//! Linear interpolation and its inverse.

use std::ops::{Add, Div, Mul, Sub};

use rust_decimal::Decimal;
use sundry_foundation::{Error, ErrorContext, FloatSentinel, Result};
use tracing::debug;

use crate::compare::is_nearly_equal;

/// Interpolates between `first` and `second`.
///
/// `amount` is not clamped: values outside `[0, 1]` extrapolate past the
/// endpoints.
///
/// # Examples
///
/// ```
/// use sundry_numeric::interpolate::lerp;
///
/// assert_eq!(lerp(10.0, 20.0, 0.25), 12.5);
/// assert_eq!(lerp(10.0, 20.0, 2.0), 30.0);
/// ```
#[inline]
#[must_use]
pub fn lerp<T>(first: T, second: T, amount: T) -> T
where
    T: Copy + Add<Output = T> + Sub<Output = T> + Mul<Output = T>,
{
    first + (second - first) * amount
}

/// Solves `lerp(first, second, amount) == result` for `amount`.
///
/// When `first` and `second` are nearly equal the interval has collapsed to
/// a point: the answer is one half if `result` lies on that point, and NaN
/// otherwise.
#[must_use]
pub fn inverse_lerp<T>(first: T, second: T, result: T) -> T
where
    T: FloatSentinel + Sub<Output = T> + Mul<Output = T> + Div<Output = T>,
{
    if is_nearly_equal(first, second) {
        return if is_nearly_equal(result, first) {
            T::HALF
        } else {
            T::NAN
        };
    }
    (result - first) / (second - first)
}

/// Decimal counterpart of [`inverse_lerp`].
///
/// `Decimal` has no NaN, so a collapsed interval that does not contain
/// `result` is reported as [`ErrorKind::OutOfRange`](sundry_foundation::ErrorKind::OutOfRange).
///
/// # Errors
///
/// Returns `OutOfRange` for an unsolvable degenerate interval and
/// `ArithmeticOverflow` if the span between the endpoints overflows.
pub fn inverse_lerp_decimal(first: Decimal, second: Decimal, result: Decimal) -> Result<Decimal> {
    if is_nearly_equal(first, second) {
        if is_nearly_equal(result, first) {
            return Ok(Decimal::new(5, 1));
        }
        debug!(%first, %second, %result, "no interpolation amount for collapsed interval");
        return Err(Error::out_of_range(
            "result",
            result,
            format!("interval [{first}, {second}] is a single point"),
        )
        .with_context(ErrorContext::new().with_operation("inverse_lerp_decimal")));
    }

    let overflow = || {
        Error::arithmetic_overflow("decimal interpolation")
            .with_context(ErrorContext::new().with_operation("inverse_lerp_decimal"))
    };
    let offset = result.checked_sub(first).ok_or_else(overflow)?;
    let span = second.checked_sub(first).ok_or_else(overflow)?;
    offset.checked_div(span).ok_or_else(overflow)
}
##########
> Assignment
Extract every line from the one containing "interpolation amount for" to the end of the entries, including both of those lines, exactly as given and with nothing added.

> Your response
        debug!(%first, %second, %result, "no interpolation amount for collapsed interval");
        return Err(Error::out_of_range(
            "result",
            result,
            format!("interval [{first}, {second}] is a single point"),
        )
        .with_context(ErrorContext::new().with_operation("inverse_lerp_decimal")));
    }

    let overflow = || {
        Error::arithmetic_overflow("decimal interpolation")
            .with_context(ErrorContext::new().with_operation("inverse_lerp_decimal"))
    };
    let offset = result.checked_sub(first).ok_or_else(overflow)?;
    let span = second.checked_sub(first).ok_or_else(overflow)?;
    offset.checked_div(span).ok_or_else(overflow)
}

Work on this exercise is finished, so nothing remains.